Key Findings Across the GTEx Resource
Applying Torino to the Genotype-Tissue Expression (GTEx) project, which encompasses 2,128 samples across 19 tissues, yielded striking results. The workflow successfully recovered 18,813 GENCODE isoforms spanning 15,232 protein-coding genes. More importantly, it unveiled extensive unannotated diversity, including:
– Over 10,000 novel cassette exon events
– More than 53,000 novel intron retention events
– About 8,013 alternative polyadenylation (APA) events
Many of these events display tissue specificity, suggesting they play meaningful roles in defining cell identity and function. The discovery of such widespread unannotated isoforms reframes how we understand gene regulation in different biological contexts.
Genetic Control of RNA Processing (isoQTLs)
By leveraging Torino-inferred isoform abundances, the study identified a median of 2,829 isoform QTLs (isoQTLs) per tissue, underscoring pervasive genetic influence over RNA processing. Colocalization analyses linked 815 disease-associated variants with isoQTLs across multiple GWAS traits, pointing to unannotated splicing events as potential hidden drivers of disease risk.

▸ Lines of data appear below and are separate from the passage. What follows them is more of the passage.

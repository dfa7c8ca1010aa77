//! Command execution against the backend registry

use std::collections::BTreeMap;
use std::io::Write;

use kvinject_backends::{Annotations, BackendRegistry};
use tracing::instrument;

use crate::errors::CliError;

#[derive(Debug, Clone, PartialEq, Eq)]
pub enum Command {
    Secrets {
        path: String,
        version: Option<String>,
        annotations: Annotations,
    },
    Secret {
        path: String,
        name: String,
        version: Option<String>,
        annotations: Annotations,
    },
}

impl Command {
    const fn name(&self) -> &'static str {
        match self {
            Self::Secrets { .. } => "secrets",
            Self::Secret { .. } => "secret",
        }
    }
}

/// Run `command` on the named backend and write its result to `out`
#[instrument(skip(registry, command, out), fields(command = command.name()))]
pub async fn execute(
    registry: &BackendRegistry,
    backend: &str,
    command: &Command,
    out: &mut impl Write,
) -> Result<(), CliError> {
    let name = command.name();
    let backend = registry
        .get(backend)
        .map_err(|e| CliError::backend_failed(name, e))?;

    backend
        .login()
        .await
        .map_err(|e| CliError::backend_failed(name, e))?;

    let rendered = match command {
        Command::Secrets {
            path,
            version,
            annotations,
        } => {
            let secrets = backend
                .get_secrets(path, version.as_deref(), annotations)
                .await
                .map_err(|e| CliError::backend_failed(name, e))?;
            tracing::info!(count = secrets.len(), "Fetched secrets");

            let ordered: BTreeMap<_, _> = secrets.into_iter().collect();
            serde_json::to_string_pretty(&ordered)
                .map_err(|source| CliError::RenderError { source })?
        }
        Command::Secret {
            path,
            name: secret,
            version,
            annotations,
        } => {
            let value = backend
                .get_individual_secret(path, secret, version.as_deref(), annotations)
                .await
                .map_err(|e| CliError::backend_failed(name, e))?;

            match value {
                serde_json::Value::String(value) => value,
                other => serde_json::to_string(&other)
                    .map_err(|source| CliError::RenderError { source })?,
            }
        }
    };

    writeln!(out, "{rendered}").map_err(|source| CliError::OutputError { source })
}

This connection between genetic variation, RNA processing, and disease opens new avenues for understanding complex genetic architectures beyond traditional gene-level analyses.
Implications for Disease Research
Incorporating unannotated isoforms into genetic and functional analyses has multiple implications:
– It reframes disease models by highlighting RNA processing variants as potential causal factors.
– It improves the interpretation of GWAS signals by mapping them to specific, alternatively processed transcript isoforms.
– It provides a richer landscape for exploring tissue-specific pathophysiology, which is crucial for diseases with strong neurobiological or systemic components.
Insights from Brain Data and Alzheimer’s Disease
When Torino was applied to 1,193 brain samples from the Alzheimer’s Disease Functional Genomics Consortium, a global increase in intron retention emerged as associated with Alzheimer’s disease (AD) diagnosis and Braak stage, a measure of neurofibrillary tangle pathology. Notably, splicing abnormalities were observed in AD risk genes PTK2B and APBB3, suggesting that RNA processing defects may contribute to disease progression and could serve as potential biomarkers or therapeutic targets.
Future Directions and Impact
Torino demonstrates the feasibility of decoding the regulatory genome across additional tissues, species, and complex diseases. As researchers integrate Torino with broader datasets, we can expect a deeper understanding of how transcript isoform diversity shapes cellular identity and disease mechanisms. The approach also holds promise for refining precision medicine, by identifying disease-relevant isoforms that could serve as diagnostic indicators or treatment targets.
Conclusion: A New Era in Transcriptomics
By directly reading transcript structures from read coverage, Torino bridges RNA processing complexity with genetic architecture and disease. The ASHG 2025 presentation marks a pivotal step toward a more complete map of the human transcriptome, revealing that the disease-relevant RNA landscape includes many unannotated isoforms with tissue-specific roles. As this field advances, Torino’s framework could redefine how we study gene expression, RNA processing, and their collective impact on human health.